Now I am an adult, I think, and old enough to actually watch it and my impression is both positive and negative. This movie comes at the tail end of long string of Hitchcock movies and, frankly, the bar is pretty high.
On the positive side, this movie delivers what it promises. It is a suspense and horror movie and we get lots of both and in a very high quality. Hitchcock took something as harmless as birds and made them menacing, murderous creatures. It is actually ludicrous and corresponds to an army of vicious hamsters or the rabbit from Monty Python, but it works, surprisingly. Watch this movie and you will never look at a bird in quite the same way. The scene with Melanie (Tippi Hedren), Mitch (Rod Taylor), Cathy (Veronica Cartwright) and Mitch’ mother Lydia (Jessica Tandy) locked up in their house with an army of crazy birds trying to get in is pure terror.
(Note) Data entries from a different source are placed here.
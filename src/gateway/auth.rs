use base64::prelude::*;
use sha2::{Digest, Sha256};

fn sha256_b64(input: &str) -> String {
    BASE64_STANDARD.encode(Sha256::digest(input.as_bytes()))
}

/// Builds the Identify authentication string for a Hello challenge.
///
/// `base64(sha256(base64(sha256(password + salt)) + challenge))`
pub fn create_auth_string(password: &str, salt: &str, challenge: &str) -> String {
    let secret = sha256_b64(&format!("{password}{salt}"));
    sha256_b64(&format!("{secret}{challenge}"))
}
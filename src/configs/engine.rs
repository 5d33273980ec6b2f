use std::time::Duration;

use serde::{Deserialize, Serialize};

use crate::{engine::DEFAULT_TICK_INTERVAL_MS, tracker::DEFAULT_POLL_INTERVAL_MS};

#[derive(Debug, Deserialize, Serialize, Clone)]
#[serde(default)]
pub struct TrackerConfig {
    pub poll_interval_ms: u64,
}

impl Default for TrackerConfig {
    fn default() -> Self {
        Self {
            poll_interval_ms: DEFAULT_POLL_INTERVAL_MS,
        }
    }
}

impl TrackerConfig {
    pub fn poll_interval(&self) -> Duration {
        Duration::from_millis(self.poll_interval_ms)
    }
}

#[derive(Debug, Deserialize, Serialize, Clone)]
#[serde(default)]
pub struct EngineConfig {
    pub tick_interval_ms: u64,
    /// Optional JSON file with the show's cue stacks.
    pub cue_file: Option<String>,
}

impl Default for EngineConfig {
    fn default() -> Self {
        Self {
            tick_interval_ms: DEFAULT_TICK_INTERVAL_MS,
            cue_file: None,
        }
    }
}

impl EngineConfig {
    pub fn tick_interval(&self) -> Duration {
        Duration::from_millis(self.tick_interval_ms)
    }
}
As is the moment where Melanie, sitting outside the school, realizes that the birds are gathering for an attack.
Hitchcock is also reusing a plot device that worked very well in “Psycho”. He is starting one story and lulls us into believing that this is the story and then, out of the blue literally, this plot turns insignificant against the real plot of the movie. I somehow see the point in doing this because it gets the viewer into the right state to receive the scare.
But this movie is not perfect. On two account I have problems with it.
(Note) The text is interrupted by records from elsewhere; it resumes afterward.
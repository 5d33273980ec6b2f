use std::{
    fs::{self, OpenOptions},
    io::{self, Write},
    path::PathBuf,
    sync::Arc,
};

use parking_lot::Mutex;

/// Removes ANSI escape sequences so the show log stays plain text.
pub fn strip_ansi_escapes(s: &str) -> String {
    let mut result = String::with_capacity(s.len());
    let mut in_escape = false;
    for c in s.chars() {
        if c == '\x1b' {
            in_escape = true;
        } else if in_escape {
            if c.is_ascii_alphabetic() {
                in_escape = false;
            }
        } else {
            result.push(c);
        }
    }
    result
}

/// Appends to a log file and keeps only the newest `max_lines` lines.
///
/// Trimming is batched: the file is rewritten once enough new lines have
/// accumulated, not on every write.
#[derive(Clone)]
pub struct LineCappedFileWriter {
    path: PathBuf,
    max_lines: u32,
    written: Arc<Mutex<u32>>,
}

impl LineCappedFileWriter {
    pub fn new(path: impl Into<PathBuf>, max_lines: u32) -> Self {
        Self {
            path: path.into(),
            max_lines: max_lines.max(1),
            written: Arc::new(Mutex::new(0)),
        }
    }

    fn trim_threshold(&self) -> u32 {
        (self.max_lines / 10).max(50)
    }

    fn trim(&self) -> io::Result<()> {
        let contents = match fs::read_to_string(&self.path) {
            Ok(c) => c,
            Err(e) if e.kind() == io::ErrorKind::NotFound => return Ok(()),
            Err(e) => return Err(e),
        };

        let lines: Vec<&str> = contents.lines().collect();
        let keep = self.max_lines as usize;
        if lines.len() <= keep {
            return Ok(());
        }

        let mut tail = lines[lines.len() - keep..].join("\n");
        tail.push('\n');
        fs::write(&self.path, tail)
    }
}

impl io::Write for LineCappedFileWriter {
    fn write(&mut self, buf: &[u8]) -> io::Result<usize> {
        let mut written = self.written.lock();

        OpenOptions::new()
            .create(true)
            .append(true)
            .open(&self.path)?
            .write_all(buf)?;

        *written += buf.iter().filter(|&&b| b == b'\n').count() as u32;
        if *written >= self.trim_threshold() {
            if let Err(e) = self.trim() {
                eprintln!("Failed to trim log file: {}", e);
            }
            *written = 0;
        }

        Ok(buf.len())
    }

    fn flush(&mut self) -> io::Result<()> {
        Ok(())
    }
}

impl<'a> tracing_subscriber::fmt::MakeWriter<'a> for LineCappedFileWriter {
    type Writer = Self;

    fn make_writer(&'a self) -> Self::Writer {
        self.clone()
    }
}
First there is the reason for the birds to attack. There is none, and that bothers me a great deal. It is just… there. We are offered a few half-hearted explanations in the movie. A woman claims that Melanie is to blame, because it started when she arrived. Another claims this is the punishment of God, but most of the characters just ask “why” in bewilderment. I have read several places that the bird attacks are somehow related to female sexuality, but that is just plain weird. Yes, there are an awful lot of women in this movie and some of them has some issues, but I do not see how that relates to the bird attacks. One could just leave it as a nature gone crazy thing, like a volcano or an epidemic, but it just feels unsatisfying.
The second issue I have with “The Birds” is that the front story, what we are supposed to believe is the story to begin with, has some loose ends. I did not really get it. As I understood it Melanie and Mitch know each other from the courts and Melanie has a, maybe sinister, agenda going all the way up to Bodega Bay to give Mitch the two lovebirds. There is something wrong about her, she wants something. Then the reaction she gets from the villagers, especially the school teacher Annie (Suzanne Pleshette), when she mentions Mitch, gave me the impression there is something ominous about Mitch.
Anyway, it turns out that Melanie just have a crush on Mitch and that Mitch has a dominating mother.
Technically Hitch was never better. On the special effects side this is totally edgy in 1963 and the jump scares work perfectly. This is just not good enough thought out. Somehow it is too thin with too many loose ends. On the back of so many great movies Hitch could do better than this.